§ EXERCISE
Scan the records below. Copy every line in which the word "glossary" appears.

§ DATA FOR REVIEW

------------------------------

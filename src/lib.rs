//! # Layer Guide
//!
//! A static learning site generator for the DAO / DTO / Entity layering
//! pattern. It builds a handful of plain HTML pages: an interactive layer
//! diagram, stepped request walkthroughs, a searchable glossary and a
//! reference download page.
//!
//! # Architecture: Two-Stage Pipeline
//!
//! ```text
//! 1. Load      content/ (+ built-in TOML)  →  ContentStore   (validated, read-only)
//! 2. Generate  ContentStore + SiteConfig   →  dist/          (final HTML site)
//! ```
//!
//! Every interactive widget is backed by a small view-model with pure
//! transitions: [`search::ContentSearch`], [`diagram::DiagramSelection`] and
//! [`stepper::ScenarioStepper`]. The generator renders each reachable state
//! as its own page, so the site works with JavaScript disabled. The embedded
//! scripts only add live glossary filtering and keyboard shortcuts.
//!
//! # Module Map
//!
//! | Module | Role |
//! |--------|------|
//! | [`content`] | Stage 1: loads glossary, scenarios and download text; validates them |
//! | [`generate`] | Stage 2: renders the site with Maud and copies assets |
//! | [`config`] | `config.toml` loading over stock defaults, validation, CSS color generation |
//! | [`search`] | Case-insensitive substring filter and its view-model |
//! | [`diagram`] | Fixed layer nodes, edges, layout and selection state |
//! | [`stepper`] | Scenario step navigation and progress |
//! | [`router`] | Page URLs and output paths |
//! | [`types`] | Content records deserialized from TOML |
//! | [`output`] | CLI output formatting for every command |
//!
//! # Design Decisions
//!
//! ## Pre-rendered States Over Client Logic
//!
//! Selecting a diagram node or moving a stepper is a link to a page that
//! already shows the result. Browser history, bookmarks and keyboard focus
//! behave as users expect, and the Rust view-models stay the one place the
//! behavior is defined and tested.
//!
//! ## Content as Built-in TOML
//!
//! The stock glossary, scenarios and download text are compiled into the
//! binary. A content directory overrides them one file at a time, so a
//! translation or a different pattern guide needs no code changes.

pub mod config;
pub mod content;
pub mod diagram;
pub mod generate;
pub mod output;
pub mod router;
pub mod search;
pub mod stepper;
pub mod types;

#[cfg(test)]
pub(crate) mod test_helpers;
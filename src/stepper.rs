//! Step-through state for a single scenario.
//!
//! Navigation past either end is a no-op, not an error. The stepper borrows
//! its scenario; every rendered stepper instance owns its own position.

use crate::types::{Scenario, ScenarioStep};
use std::fmt;

#[derive(Debug, Clone, Copy)]
pub struct ScenarioStepper<'a> {
    scenario: &'a Scenario,
    current: usize,
}

impl<'a> ScenarioStepper<'a> {
    /// Stepper positioned at the first step. `None` if the scenario has no
    /// steps (content validation rejects those before rendering).
    pub fn new(scenario: &'a Scenario) -> Option<Self> {
        if scenario.steps.is_empty() {
            return None;
        }
        Some(Self {
            scenario,
            current: 0,
        })
    }

    /// Stepper positioned at `index`, or `None` if out of range.
    pub fn at(scenario: &'a Scenario, index: usize) -> Option<Self> {
        let mut stepper = Self::new(scenario)?;
        stepper.jump_to(index).then_some(stepper)
    }

    /// Advance one step. Returns whether the position changed.
    pub fn next(&mut self) -> bool {
        if self.is_last() {
            return false;
        }
        self.current += 1;
        true
    }

    /// Go back one step. Returns whether the position changed.
    pub fn previous(&mut self) -> bool {
        if self.is_first() {
            return false;
        }
        self.current -= 1;
        true
    }

    /// Jump directly to `index`. Out-of-range indices are ignored and
    /// return `false`.
    pub fn jump_to(&mut self, index: usize) -> bool {
        if index >= self.step_count() {
            return false;
        }
        self.current = index;
        true
    }

    pub fn scenario(&self) -> &'a Scenario {
        self.scenario
    }

    pub fn current_index(&self) -> usize {
        self.current
    }

    pub fn current_step(&self) -> &'a ScenarioStep {
        &self.scenario.steps[self.current]
    }

    pub fn step_count(&self) -> usize {
        self.scenario.steps.len()
    }

    pub fn is_first(&self) -> bool {
        self.current == 0
    }

    pub fn is_last(&self) -> bool {
        self.current + 1 == self.step_count()
    }

    /// Index the "previous" control leads to, if any.
    pub fn previous_index(&self) -> Option<usize> {
        self.current.checked_sub(1)
    }

    /// Index the "next" control leads to, if any.
    pub fn next_index(&self) -> Option<usize> {
        (!self.is_last()).then_some(self.current + 1)
    }

    pub fn progress(&self) -> Progress {
        Progress {
            position: self.current + 1,
            total: self.step_count(),
        }
    }
}

/// 1-based position within a scenario, for the progress bar and label.
#[derive(Debug, Clone, Copy, PartialEq, Eq)]
pub struct Progress {
    pub position: usize,
    pub total: usize,
}

impl Progress {
    pub fn fraction(&self) -> f64 {
        self.position as f64 / self.total as f64
    }

    /// Width of the progress bar fill, rounded to two decimals.
    pub fn percent(&self) -> f64 {
        (self.fraction() * 10_000.0).round() / 100.0
    }
}

impl fmt::Display for Progress {
    fn fmt(&self, f: &mut fmt::Formatter<'_>) -> fmt::Result {
        write!(f, "단계 {} / {}", self.position, self.total)
    }
}

#[cfg(test)]
mod tests {
    use super::*;
    use crate::content::ContentStore;
    use crate::test_helpers::*;

    fn three_steps() -> Scenario {
        Scenario {
            id: "demo".to_string(),
            title: "Demo".to_string(),
            description: "Three layers".to_string(),
            steps: ["Controller", "Service", "Database"]
                .iter()
                .map(|layer| ScenarioStep {
                    layer: layer.to_string(),
                    description: format!("{layer} step"),
                    code: None,
                })
                .collect(),
        }
    }

    #[test]
    fn starts_at_first_step() {
        let scenario = three_steps();
        let stepper = ScenarioStepper::new(&scenario).unwrap();
        assert_eq!(stepper.current_index(), 0);
        assert_eq!(stepper.current_step().layer, "Controller");
        assert!(stepper.is_first());
        assert!(!stepper.is_last());
    }

    #[test]
    fn empty_scenario_has_no_stepper() {
        let mut scenario = three_steps();
        scenario.steps.clear();
        assert!(ScenarioStepper::new(&scenario).is_none());
    }

    #[test]
    fn previous_at_start_is_noop() {
        let scenario = three_steps();
        let mut stepper = ScenarioStepper::new(&scenario).unwrap();
        assert!(!stepper.previous());
        assert_eq!(stepper.current_index(), 0);
        assert_eq!(stepper.previous_index(), None);
    }

    #[test]
    fn next_at_end_is_noop() {
        let scenario = three_steps();
        let mut stepper = ScenarioStepper::new(&scenario).unwrap();
        assert!(stepper.next());
        assert!(stepper.next());
        assert!(stepper.is_last());
        assert!(!stepper.next());
        assert_eq!(stepper.current_index(), 2);
        assert_eq!(stepper.next_index(), None);
    }

    #[test]
    fn next_then_previous_round_trips() {
        let scenario = three_steps();
        let mut stepper = ScenarioStepper::new(&scenario).unwrap();
        stepper.next();
        assert_eq!(stepper.current_step().layer, "Service");
        assert_eq!(stepper.previous_index(), Some(0));
        assert_eq!(stepper.next_index(), Some(2));
        stepper.previous();
        assert_eq!(stepper.current_index(), 0);
    }

    #[test]
    fn jump_sets_exact_index_from_any_state() {
        let scenario = three_steps();
        for start in 0..3 {
            for target in 0..3 {
                let mut stepper = ScenarioStepper::at(&scenario, start).unwrap();
                assert!(stepper.jump_to(target));
                assert_eq!(stepper.current_index(), target, "from {start} to {target}");
            }
        }
    }

    #[test]
    fn jump_out_of_range_is_ignored() {
        let scenario = three_steps();
        let mut stepper = ScenarioStepper::at(&scenario, 1).unwrap();
        assert!(!stepper.jump_to(3));
        assert_eq!(stepper.current_index(), 1);
        assert!(ScenarioStepper::at(&scenario, 7).is_none());
    }

    #[test]
    fn progress_reports_one_based_fraction() {
        let scenario = three_steps();
        let mut stepper = ScenarioStepper::new(&scenario).unwrap();
        assert_eq!(stepper.progress(), Progress { position: 1, total: 3 });
        assert_eq!(stepper.progress().percent(), 33.33);
        stepper.jump_to(2);
        assert_eq!(stepper.progress().fraction(), 1.0);
        assert_eq!(stepper.progress().to_string(), "단계 3 / 3");
    }

    #[test]
    fn walks_builtin_update_scenario() {
        let store = ContentStore::builtin().unwrap();
        let scenario = find_scenario(&store, "user-update");
        let mut stepper = ScenarioStepper::new(scenario).unwrap();
        let mut layers = vec![stepper.current_step().layer.clone()];
        while stepper.next() {
            layers.push(stepper.current_step().layer.clone());
        }
        assert_eq!(layers, vec!["Controller", "Service", "Entity", "Database"]);
        assert!(stepper.current_step().code.as_deref().unwrap().starts_with("UPDATE users"));
    }
}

------------------------------

§ YOUR RESPONSE
//! diagram, stepped request walkthroughs, a searchable glossary and a
//! scripts only add live glossary filtering and keyboard shortcuts.
//! | [`content`] | Stage 1: loads glossary, scenarios and download text; validates them |
//! The stock glossary, scenarios and download text are compiled into the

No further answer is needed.